Tout le monde sait qu’il y a des décisions parfaitement légitimes et raisonnables qu’on ne se pardonnera jamais d’avoir prises, éprouvant par là sa propre distinction d’avec le sujet représentatif qu’on est toujours par ailleurs et qui, lui, est alors satisfait. Tout le monde sait aussi que ce paradoxe est la vérité de la séduction, justement en tant que la question qu’elle pose est parfaitement indifférente à la question des biens et donc aussi à la question de ce qui est ou de ce qui n’est pas représentable. Quand quelque chose nous séduit, il a par là même fait choir l’obligation subjective de se comprendre soi-même, de se représenter soi-même comme un sujet qu’on puisse comprendre. L’acceptation anticipée du pire (qui n’en est certes pas la volonté !) indique cette disjonction qu’on a laissée se faire en soi entre celui qui prend sur lui de sauter le pas et celui qui ne refuserait peut-être pas de le faire mais en tout cas qui ne le ferait qu’après avoir pesé le pour et le contre. La séduction ne se trouve pas dans la jouissance des biens auxquels on a décidé de renoncer, puisque l’acceptation anticipée du pire montre qu’ils n’ont jamais compté, même quand ils remplissaient notre imagination (impossible d’être séduit par une femme sans s’imaginer heureux de vivre avec elle, par exemple). La séduction n’est pas la tentation. Par contre elle se trouve dans une certaine impossibilité qu’on découvre être celle non pas de la jouissance mais au contraire du pardon – et d’un pardon très particulier puisqu’il s’agit du pardon secret qu’il arrive parfois qu’on ait à s’accorder à soi-même.

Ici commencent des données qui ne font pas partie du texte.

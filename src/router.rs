//! Message routing
//!
//! Interprets one line from a registered client and performs the resulting
//! deliveries. The router holds no state of its own; everything goes
//! through the registry.

use std::sync::Arc;

use futures_util::future::join_all;
use tracing::{debug, info, warn};

use crate::client::Client;
use crate::error::ChatError;
use crate::message::{Command, ServerMessage};
use crate::registry::Registry;
use crate::types::{ConnectionId, Handle};

/// Outcome of one broadcast fan-out
#[derive(Debug, Default, PartialEq, Eq)]
pub struct BroadcastReport {
    /// Recipients that were written successfully
    pub delivered: usize,
    /// Recipients whose write failed and who were removed
    pub dropped: Vec<Handle>,
}

#[derive(Clone)]
pub struct Router {
    registry: Arc<Registry>,
}

impl Router {
    /// Router over a shared registry
    pub fn new(registry: Arc<Registry>) -> Self {
        Self { registry }
    }

    /// Route one line from `sender`
    pub async fn route(&self, sender: &Client, line: &str) {
        match Command::parse(line) {
            Command::Broadcast(text) => {
                let preview: String = text.chars().take(50).collect();
                info!("Group: {}: {}", sender.handle, preview);
                let msg = ServerMessage::Chat {
                    from: sender.handle.clone(),
                    text,
                };
                self.broadcast(&msg, Some(&sender.handle)).await;
            }
            Command::PrivateMessage { target, text } => {
                if let Err(err) = self.send_direct(sender, &target, text).await {
                    self.reply(sender, ServerMessage::from(&err)).await;
                }
            }
            Command::ListUsers => {
                let handles = self.registry.list_handles();
                self.reply(sender, ServerMessage::UserList { handles }).await;
            }
            Command::Help => {
                self.reply(sender, ServerMessage::Help).await;
            }
            Command::InvalidUsage => {
                self.reply(sender, ServerMessage::from(&ChatError::InvalidUsage))
                    .await;
            }
        }
    }

    /// Deliver a private message to `target` and confirm to `sender`
    pub async fn send_direct(
        &self,
        sender: &Client,
        target: &Handle,
        text: String,
    ) -> Result<(), ChatError> {
        let Some(recipient) = self.registry.get(target) else {
            return Err(ChatError::TargetOffline(target.clone()));
        };

        let msg = ServerMessage::Private {
            from: sender.handle.clone(),
            text,
        };
        if let Err(source) = recipient.send(&msg).await {
            warn!("Failed to send private message to {}: {}", target, source);
            return Err(ChatError::DeliveryFailure {
                target: target.clone(),
                source,
            });
        }

        info!("Private: {} -> {}", sender.handle, target);
        self.reply(sender, ServerMessage::Sent { to: target.clone() })
            .await;
        Ok(())
    }

    /// Fan `msg` out to every registered client except `exclude`
    ///
    /// Writes happen outside the registry lock. Recipients whose write fails
    /// are removed afterwards without a leave notice, and nothing is reported
    /// to the original sender.
    pub async fn broadcast(&self, msg: &ServerMessage, exclude: Option<&Handle>) -> BroadcastReport {
        let recipients: Vec<Arc<Client>> = self
            .registry
            .snapshot()
            .into_iter()
            .filter(|(handle, _)| Some(handle) != exclude)
            .map(|(_, client)| client)
            .collect();

        let outcomes = join_all(recipients.iter().map(|client| client.send(msg))).await;

        let mut report = BroadcastReport::default();
        let mut dead: Vec<(Handle, ConnectionId)> = Vec::new();
        for (client, outcome) in recipients.iter().zip(outcomes) {
            match outcome {
                Ok(()) => report.delivered += 1,
                Err(err) => {
                    warn!("Failed to send to {}: {}", client.handle, err);
                    dead.push((client.handle.clone(), client.id()));
                }
            }
        }

        if !dead.is_empty() {
            for client in self.registry.retire(&dead) {
                client.close().await;
                report.dropped.push(client.handle.clone());
            }
        }

        report
    }

    /// Tell everyone else that `handle` joined
    pub async fn announce_join(&self, handle: &Handle) {
        let msg = ServerMessage::Joined {
            handle: handle.clone(),
        };
        self.broadcast(&msg, Some(handle)).await;
    }

    /// Tell everyone still online that `handle` left
    pub async fn announce_leave(&self, handle: &Handle) {
        let msg = ServerMessage::Left {
            handle: handle.clone(),
        };
        self.broadcast(&msg, Some(handle)).await;
    }

    /// Reply to the sender only
    ///
    /// A failed write is left for the sender's own read loop to notice.
    async fn reply(&self, sender: &Client, msg: ServerMessage) {
        if let Err(err) = sender.send(&msg).await {
            debug!("Reply to {} failed: {}", sender.handle, err);
        }
    }
}

#[cfg(test)]
mod tests {
    use super::*;
    use crate::test_support::{client, read_pending, read_until};

    fn setup(names: &[&str]) -> (Router, Arc<Registry>, Vec<(Arc<Client>, tokio::io::DuplexStream)>) {
        let registry = Arc::new(Registry::new());
        let clients: Vec<_> = names
            .iter()
            .map(|name| {
                let (c, peer) = client(name);
                assert!(registry.register(Arc::clone(&c)));
                (c, peer)
            })
            .collect();
        (Router::new(Arc::clone(&registry)), registry, clients)
    }

    #[tokio::test]
    async fn test_group_message_skips_sender() {
        let (router, _registry, mut clients) = setup(&["A", "B", "C"]);
        let sender = Arc::clone(&clients[0].0);

        router.route(&sender, "hello").await;

        assert_eq!(read_pending(&mut clients[1].1).await, "A: hello\n");
        assert_eq!(read_pending(&mut clients[2].1).await, "A: hello\n");
        assert_eq!(read_pending(&mut clients[0].1).await, "");
    }

    #[tokio::test]
    async fn test_private_message() {
        let (router, _registry, mut clients) = setup(&["A", "B", "C"]);
        let sender = Arc::clone(&clients[0].0);

        router.route(&sender, "/private B hi").await;

        assert_eq!(read_pending(&mut clients[1].1).await, "[PRIVATE] A: hi\n");
        assert_eq!(
            read_pending(&mut clients[0].1).await,
            "[SENT] Private message to B\n"
        );
        assert_eq!(read_pending(&mut clients[2].1).await, "");
    }

    #[tokio::test]
    async fn test_private_to_offline_handle() {
        let (router, _registry, mut clients) = setup(&["A", "B"]);
        let sender = Arc::clone(&clients[0].0);

        router.route(&sender, "/private ghost hi").await;

        assert_eq!(
            read_pending(&mut clients[0].1).await,
            "[ERROR] User 'ghost' is not online\n"
        );
        assert_eq!(read_pending(&mut clients[1].1).await, "");
    }

    #[tokio::test]
    async fn test_private_delivery_failure_reported() {
        let (router, registry, mut clients) = setup(&["A", "B"]);
        let sender = Arc::clone(&clients[0].0);
        let (_b, b_peer) = clients.remove(1);
        drop(b_peer);

        router.route(&sender, "/private B hi").await;

        assert_eq!(
            read_pending(&mut clients[0].1).await,
            "[ERROR] Could not deliver message to B\n"
        );
        // Direct delivery reports the failure but leaves cleanup to B's session
        assert_eq!(registry.active_count(), 2);
    }

    #[tokio::test]
    async fn test_usage_error() {
        let (router, _registry, mut clients) = setup(&["A"]);
        let sender = Arc::clone(&clients[0].0);

        router.route(&sender, "/private B").await;

        assert_eq!(
            read_pending(&mut clients[0].1).await,
            "[ERROR] Usage: /private <username> <message>\n"
        );
    }

    #[tokio::test]
    async fn test_list_users_and_help() {
        let (router, _registry, mut clients) = setup(&["A", "B"]);
        let sender = Arc::clone(&clients[0].0);

        router.route(&sender, "/users").await;
        let reply = read_until(&mut clients[0].1, "\n").await;
        assert!(reply.starts_with("[SERVER] Online users (2): "));
        assert!(reply.contains('A') && reply.contains('B'));

        router.route(&sender, "/help").await;
        let reply = read_until(&mut clients[0].1, "Type normally for group chat").await;
        assert!(reply.contains("/private <username> <message>"));
        assert_eq!(read_pending(&mut clients[1].1).await, "");
    }

    #[tokio::test]
    async fn test_broadcast_removes_dead_recipients_silently() {
        let (router, registry, mut clients) = setup(&["A", "B", "C"]);
        let (_c, c_peer) = clients.remove(2);
        drop(c_peer);
        let sender = Arc::clone(&clients[0].0);

        let msg = ServerMessage::Chat {
            from: sender.handle.clone(),
            text: "hello".to_string(),
        };
        let report = router.broadcast(&msg, Some(&sender.handle)).await;

        assert_eq!(report.delivered, 1);
        assert_eq!(report.dropped, vec![Handle::parse("C").unwrap()]);
        assert_eq!(registry.active_count(), 2);

        // No leave notice for C, no failure report to A
        assert_eq!(read_pending(&mut clients[1].1).await, "A: hello\n");
        assert_eq!(read_pending(&mut clients[0].1).await, "");
    }

    #[tokio::test]
    async fn test_join_notice_excludes_newcomer() {
        let (router, _registry, mut clients) = setup(&["A", "B"]);
        let newcomer = clients[1].0.handle.clone();

        router.announce_join(&newcomer).await;

        assert_eq!(
            read_pending(&mut clients[0].1).await,
            "[SERVER] B joined the chat\n"
        );
        assert_eq!(read_pending(&mut clients[1].1).await, "");
    }
}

La question de la séduction apparaît donc dans sa spécificité quand on se demande quels sont les renoncements, légitimes ou non peu importe, qu’on ne pourra jamais se pardonner. D’où ce paradoxe : la séduction lie sa question à celle de l’impardonnable et pas du tout à celle de la transgression et à celle des regrets comme le fait la tentation.  Aussi faudra-t-il que nous nous interrogions sur ce qui est en général impardonnable, avant de particulariser la question en se demandant ce qui est impardonnable au sujet en tant que sujet, puisque c’est bien contre l’oubli de soi dans les nécessités représentatives que surgissent les réalités séduisantes.

Si je peux nommer ce à quoi je ne me pardonnerais jamais d’avoir renoncé, je nomme l’objet qui fait de moi un sujet – non pas le sujet anonyme de la représentation que n’importe qui serait évidemment à ma place mais moi pour de vrai : moi comme le sujet inconnu de cette nécessité que j’appelle mon existence, moi sans moi, en somme, parce qu’il s’agit de moi comme sujet de moi et que dès lors mon lieu propre est non pas moi mais l’énigmatique objet qui me séduit (le nouveau comme tel). Inversement j’adviens comme ce sujet inconnu que je suis depuis toujours sans le savoir quand la question d’être raisonnable (c’est-à-dire compréhensible pour moi-même et pour autrui) tombe au pied d’un objet dont l’incidence pour moi n’est pas qu’il me plaise c’est-à-dire qu’il représente mon bien mais au contraire qu’il me séduise  c’est-à-dire me mette au bord de l’impossibilité de me pardonner à moi-même.

La séduction est d’abord le vertige lié à ce bord : l’oscillation involontaire entre la folie de perdre toute justification et donc d’aller à sa perte, et l’impardonnable de rester assujetti au bien. Disons la même chose autrement : l’oscillation involontaire entre l’impardonnable volonté de rester celui qu’on se sait être et la folie d’être celui qu’on était depuis toujours.